But I haven't used it so maybe that is not accurate.


AFAIK, most of the FUD around Mongo came from this article (and the subsequent "telephone" game that followed it): http://www.sarahmei.com/blog/2013/11/11/why-you-should-never....

In practice, Mongo is a solid-enough database with its most valuable asset being its query language. I've worked on projects where it handles millions of records without any issue. Reaching this size of footprint is difficult unless you have a massive user base or you're working with transactional data. FWIW, the project in mind has a disk size of ~5GB which isn't much at all. Imagine most projects won't even get close to testing the limits of MongoDB and base their opinions of it on hearsay.

Disclaimer: I'm a developer not a full-blown DB admin so I'm sure there's a specialist who has more details about specific performance issues.


Mongo FUD has more to do with the fact that RDS...es work better with almost any line of business application. The ONLY application I have ever seen Mongo, or any other key:document store work well is integrating with form.io for custom forms. And even then, RDS might have been a better choice.


Anecdotally, I've been at several companies where MongoDB was a crucial part of a tech stack due to early tech decisions. In every case, most of the engineers working with it wished there was a reasonable way to migrate away from MongoDB to PostgreSQL. I've never seen the opposite (engineers wanting to transition from SQL to MongoDB).

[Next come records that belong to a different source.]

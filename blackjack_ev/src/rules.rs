use std::fmt;

use serde_enum_str::{Deserialize_enum_str, Serialize_enum_str};

use crate::{CardCount, Error, Score};

/// Table rules. Never changes during a search.
#[derive(Clone, Copy, Debug, PartialEq)]
pub struct Rules {
    pub number_of_decks: u8,
    /// Cards left in the shoe when the cut card comes out.
    pub cut_card_offset: u16,
    pub dealer_hit_on_soft17: bool,
    /// Only consulted for split hands, which the solver never produces.
    pub allow_das: bool,
    pub double_policy: DoublePolicy,
    /// Net win on a natural per unit staked. 1.5 means 3:2.
    pub payout_blackjack: f64,
}

#[derive(Debug, Clone, Copy, PartialEq, Eq, Serialize_enum_str, Deserialize_enum_str)]
pub enum DoublePolicy {
    /// Whenever a hit is allowed, including after earlier hits.
    AnyCards,
    AnyTwo,
    NineTenElevenOnly,
    TenElevenOnly,
}

#[derive(Debug, Clone, Copy, PartialEq, Eq)]
pub enum DealerAction {
    Stand,
    Hit,
}

#[derive(Debug, Clone, Copy, PartialEq, Eq)]
pub enum GameResult {
    PlayerWin,
    PlayerBlackjack,
    DealerWin,
    Push,
}

impl fmt::Display for GameResult {
    fn fmt(&self, f: &mut fmt::Formatter<'_>) -> fmt::Result {
        let text = match self {
            GameResult::PlayerWin => "player win",
            GameResult::PlayerBlackjack => "blackjack",
            GameResult::DealerWin => "dealer win",
            GameResult::Push => "push",
        };
        write!(f, "{}", text)
    }
}

impl Default for Rules {
    fn default() -> Self {
        Rules {
            number_of_decks: 1,
            cut_card_offset: 0,
            dealer_hit_on_soft17: true,
            allow_das: true,
            double_policy: DoublePolicy::AnyCards,
            payout_blackjack: 1.5,
        }
    }
}

impl Rules {
    pub fn new(
        number_of_decks: u8,
        cut_card_offset: u16,
        dealer_hit_on_soft17: bool,
        allow_das: bool,
    ) -> Result<Rules, Error> {
        let rules = Rules {
            number_of_decks,
            cut_card_offset,
            dealer_hit_on_soft17,
            allow_das,
            ..Default::default()
        };
        rules.validate()?;
        Ok(rules)
    }

    pub fn shoe_size(&self) -> u16 {
        self.number_of_decks as u16 * 52
    }

    pub fn validate(&self) -> Result<(), Error> {
        if self.number_of_decks == 0 {
            return Err(Error::NoDecks);
        }
        if self.cut_card_offset >= self.shoe_size() {
            return Err(Error::CutCardTooDeep {
                cut_card_offset: self.cut_card_offset,
                shoe_size: self.shoe_size(),
            });
        }
        if !self.payout_blackjack.is_finite() || self.payout_blackjack <= 0.0 {
            return Err(Error::InvalidPayout(self.payout_blackjack));
        }
        Ok(())
    }

    pub fn may_stand(&self, _hand: &CardCount) -> bool {
        true
    }

    pub fn may_hit(&self, hand: &CardCount) -> bool {
        let score = Score::of(hand);
        !score.blackjack() && !score.bust()
    }

    /// `after_split` marks a hand produced by splitting. Splits are not
    /// evaluated, so the solver always passes `false`.
    pub fn may_double(&self, hand: &CardCount, after_split: bool) -> bool {
        if !self.may_hit(hand) || (after_split && !self.allow_das) {
            return false;
        }
        let score = Score::of(hand);
        match self.double_policy {
            DoublePolicy::AnyCards => true,
            DoublePolicy::AnyTwo => hand.get_total() == 2,
            DoublePolicy::NineTenElevenOnly => {
                hand.get_total() == 2 && !score.soft() && (9..=11).contains(&score.value())
            }
            DoublePolicy::TenElevenOnly => {
                hand.get_total() == 2 && !score.soft() && (10..=11).contains(&score.value())
            }
        }
    }

    pub fn may_split(&self, hand: &CardCount) -> bool {
        hand.is_pair().is_some()
    }

    pub fn dealer_action(&self, dealer_score: Score) -> DealerAction {
        match dealer_score.value() {
            0..=16 => DealerAction::Hit,
            17 if dealer_score.soft() && self.dealer_hit_on_soft17 => DealerAction::Hit,
            _ => DealerAction::Stand,
        }
    }

    pub fn result_of(&self, player_score: Score, dealer_score: Score) -> GameResult {
        if dealer_score.blackjack() {
            return if player_score.blackjack() {
                GameResult::Push
            } else {
                GameResult::DealerWin
            };
        }
        if player_score.blackjack() {
            return GameResult::PlayerBlackjack;
        }
        if player_score.bust() {
            return GameResult::DealerWin;
        }
        if dealer_score.bust() {
            return GameResult::PlayerWin;
        }
        match player_score.value().cmp(&dealer_score.value()) {
            std::cmp::Ordering::Greater => GameResult::PlayerWin,
            std::cmp::Ordering::Less => GameResult::DealerWin,
            std::cmp::Ordering::Equal => GameResult::Push,
        }
    }

    /// Amount returned per unit staked, stake included.
    pub fn payoff(&self, result: GameResult) -> f64 {
        match result {
            GameResult::PlayerBlackjack => 1.0 + self.payout_blackjack,
            GameResult::PlayerWin => 2.0,
            GameResult::Push => 1.0,
            GameResult::DealerWin => 0.0,
        }
    }
}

Sorry but "any other key:document store" seems to imply that you're not aware of the value of consistent secondary indexes: a lot of people are not aware and conflate K/V stores which are fundamentally inflexible with more general purpose alternatives like Postgres and MongoDB: frankly these two are both able to express a wide variety of modern needs and whether you prefer one versus the other is a question of tradeoffs. The world is no as reductive as you imply


MongoDB isn't a general purpose alternative. You're right that there are tradeoffs, but relational databases are the general purpose "good at everything" engines. MongoDB is amazing at some things, but worse at others. Indexes can help, but - as with any index - don't always help. Some performance characteristics are more structural than that, which is why document databases exist.


I struggle to understand how relational isn't a subset of documents (namely flat documents): what am I missing?

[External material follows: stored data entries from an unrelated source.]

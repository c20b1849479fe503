use std::fmt;

use serde::Serialize;

use crate::{CardCount, Error, PlayerAction, Rank, Rules, ScenarioResult, Shoe, Solver};

/// Dealer up cards in chart column order.
pub const UP_CARDS: [Rank; 10] = [
    Rank::Two,
    Rank::Three,
    Rank::Four,
    Rank::Five,
    Rank::Six,
    Rank::Seven,
    Rank::Eight,
    Rank::Nine,
    Rank::Ten,
    Rank::Ace,
];

#[derive(Debug, Clone, PartialEq, Serialize)]
pub struct ChartRow {
    pub label: String,
    pub actions: [PlayerAction; 10],
}

/// Best first action for each starting hand against each up card, solved
/// exactly off a fresh shoe with the hand and up card removed.
///
/// Pairs show their best non-split action.
#[derive(Debug, Clone, PartialEq, Serialize)]
pub struct StrategyChart {
    pub hard: Vec<ChartRow>,
    pub soft: Vec<ChartRow>,
    pub pairs: Vec<ChartRow>,
}

impl StrategyChart {
    pub fn compute(rules: &Rules) -> Result<StrategyChart, Error> {
        let mut solver = Solver::new(*rules)?;
        let fresh = Shoe::from_rules(rules)?;

        // Hard totals as two distinct cards: 2 + x up to 12, then T + x.
        let hard = (5..=17u8)
            .map(|total| {
                let cards = if total <= 12 {
                    [Rank::Two, rank_of(total - 2)]
                } else {
                    [Rank::Ten, rank_of(total - 10)]
                };
                row(&mut solver, &fresh, total.to_string(), cards)
            })
            .collect();
        let soft = (2..=9u8)
            .map(|other| {
                let other = rank_of(other);
                row(&mut solver, &fresh, format!("A{}", other), [Rank::Ace, other])
            })
            .collect();
        let pairs = UP_CARDS
            .iter()
            .map(|&rank| row(&mut solver, &fresh, format!("{}{}", rank, rank), [rank, rank]))
            .collect();

        let (player_states, dealer_states) = solver.cache_sizes();
        tracing::debug!(player_states, dealer_states, "strategy chart computed");
        Ok(StrategyChart { hard, soft, pairs })
    }

    /// Decides a single chart cell.
    pub fn cell(solver: &mut Solver, fresh: &Shoe, hand: [Rank; 2], up: Rank) -> ScenarioResult {
        let mut shoe = fresh.clone();
        for rank in [hand[0], hand[1], up] {
            shoe.remove(rank);
        }
        solver.decide(
            &shoe,
            &CardCount::from_ranks(&hand),
            &CardCount::from_ranks(&[up]),
            &CardCount::empty(),
        )
    }

    pub fn rows(&self) -> impl Iterator<Item = &ChartRow> {
        self.hard.iter().chain(&self.soft).chain(&self.pairs)
    }
}

fn rank_of(value: u8) -> Rank {
    match value {
        1 => Rank::Ace,
        2 => Rank::Two,
        3 => Rank::Three,
        4 => Rank::Four,
        5 => Rank::Five,
        6 => Rank::Six,
        7 => Rank::Seven,
        8 => Rank::Eight,
        9 => Rank::Nine,
        10 => Rank::Ten,
        _ => panic!("no rank is worth {}", value),
    }
}

fn row(solver: &mut Solver, fresh: &Shoe, label: String, hand: [Rank; 2]) -> ChartRow {
    let mut actions = [PlayerAction::Stand; 10];
    for (action, &up) in actions.iter_mut().zip(UP_CARDS.iter()) {
        *action = StrategyChart::cell(solver, fresh, hand, up).action;
    }
    ChartRow { label, actions }
}

impl fmt::Display for StrategyChart {
    fn fmt(&self, f: &mut fmt::Formatter<'_>) -> fmt::Result {
        let header: String = UP_CARDS.iter().map(|rank| format!(" {}", rank)).collect();
        for (title, rows) in [("Hard", &self.hard), ("Soft", &self.soft), ("Pairs", &self.pairs)] {
            writeln!(f, "{:<6}{}", title, header)?;
            for row in rows {
                write!(f, "{:<6}", row.label)?;
                for action in row.actions {
                    write!(f, " {}", action.to_char())?;
                }
                writeln!(f)?;
            }
        }
        Ok(())
    }
}

#[cfg(test)]
mod tests {
    use super::*;

    #[test]
    fn cells_for_obvious_hands() {
        let rules = Rules::default();
        let mut solver = Solver::new(rules).unwrap();
        let fresh = Shoe::from_rules(&rules).unwrap();

        let tens = StrategyChart::cell(&mut solver, &fresh, [Rank::Ten, Rank::Ten], Rank::Six);
        assert_eq!(tens.action, PlayerAction::Stand);

        let seventeen =
            StrategyChart::cell(&mut solver, &fresh, [Rank::Ten, Rank::Seven], Rank::Ten);
        assert_eq!(seventeen.action, PlayerAction::Stand);
    }

    #[test]
    fn rank_values() {
        assert_eq!(rank_of(1), Rank::Ace);
        assert_eq!(rank_of(10), Rank::Ten);
        assert_eq!(rank_of(7).value(), 7);
    }

    #[test]
    fn renders_letters() {
        let chart = StrategyChart {
            hard: vec![ChartRow {
                label: "12".to_string(),
                actions: [PlayerAction::Hit; 10],
            }],
            soft: vec![],
            pairs: vec![ChartRow {
                label: "TT".to_string(),
                actions: [PlayerAction::Stand; 10],
            }],
        };
        let text = chart.to_string();
        assert!(text.starts_with("Hard   2 3 4 5 6 7 8 9 T A\n"));
        assert!(text.contains("12     H H H H H H H H H H\n"));
        assert!(text.contains("TT     S S S S S S S S S S\n"));
        assert_eq!(chart.rows().count(), 2);
    }

    #[test]
    #[ignore]
    fn print_strategy_chart() {
        let chart = StrategyChart::compute(&Rules::default()).unwrap();
        print!("{}", chart);

        let hard_eleven = &chart.hard[6];
        assert_eq!(hard_eleven.label, "11");
        assert_eq!(hard_eleven.actions[4], PlayerAction::Double);
        let hard_seventeen = chart.hard.last().unwrap();
        assert!(hard_seventeen.actions.iter().all(|&a| a == PlayerAction::Stand));
    }
}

I'm no expert but my understanding is that a lot of these specialised databases' strengths and weaknesses come from laying the data out on disk differently to how a relational database would.

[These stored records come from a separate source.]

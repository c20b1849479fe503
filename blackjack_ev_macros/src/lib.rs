use proc_macro::TokenStream;
use proc_macro2::TokenStream as TokenStream2;
use quote::ToTokens;
use syn::{parse_macro_input, parse_quote, Ident, ImplItemFn};

/// This macro is added before a method of `Table` struct in the impl block.
/// Use this macro to first check if current game phase is exactly the phase in
/// the attribute.
///
/// For example, `#[allowed_phase(PlayerTurn)]` will make a method first check
/// if current game phase is `PlayerTurn`. If not, the method returns
/// `Error::WrongPhase` before touching any state.
///
/// The expanded code refers to `GamePhase`, `self.current_game_phase` and
/// `crate::Error`, so the macro is only usable inside `blackjack_ev`.
#[proc_macro_attribute]
pub fn allowed_phase(attr: TokenStream, item: TokenStream) -> TokenStream {
    let phase = parse_macro_input!(attr as Ident);
    let mut method = parse_macro_input!(item as ImplItemFn);
    let action = method.sig.ident.to_string();

    let early_return: syn::Stmt = parse_quote! {
        if self.current_game_phase != GamePhase::#phase {
            return Err(crate::Error::WrongPhase {
                action: #action,
                expected: GamePhase::#phase,
                actual: self.current_game_phase,
            }
            .into());
        }
    };
    method.block.stmts.insert(0, early_return);

    let expanded: TokenStream2 = method.into_token_stream();
    expanded.into()
}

A relational database saves data by table, and within each table by row. This means it's very good at getting a row of data out of a table, and pretty good at column operations (e.g. sum the "price" column in this list) and pretty good at joining data (e.g. "fetch me related data from these other tables").

A document database such as MongoDB saves all the data per-key together, so it doesn't have to do work to relate data. It just reads and returns it. That means it's exceptional at getting related data (as long as you saved all the related data in one document), but terrible at joining to other documents by field, and terrible at column operations across documents (e.g. "sum the price of these books, where each book is a different document").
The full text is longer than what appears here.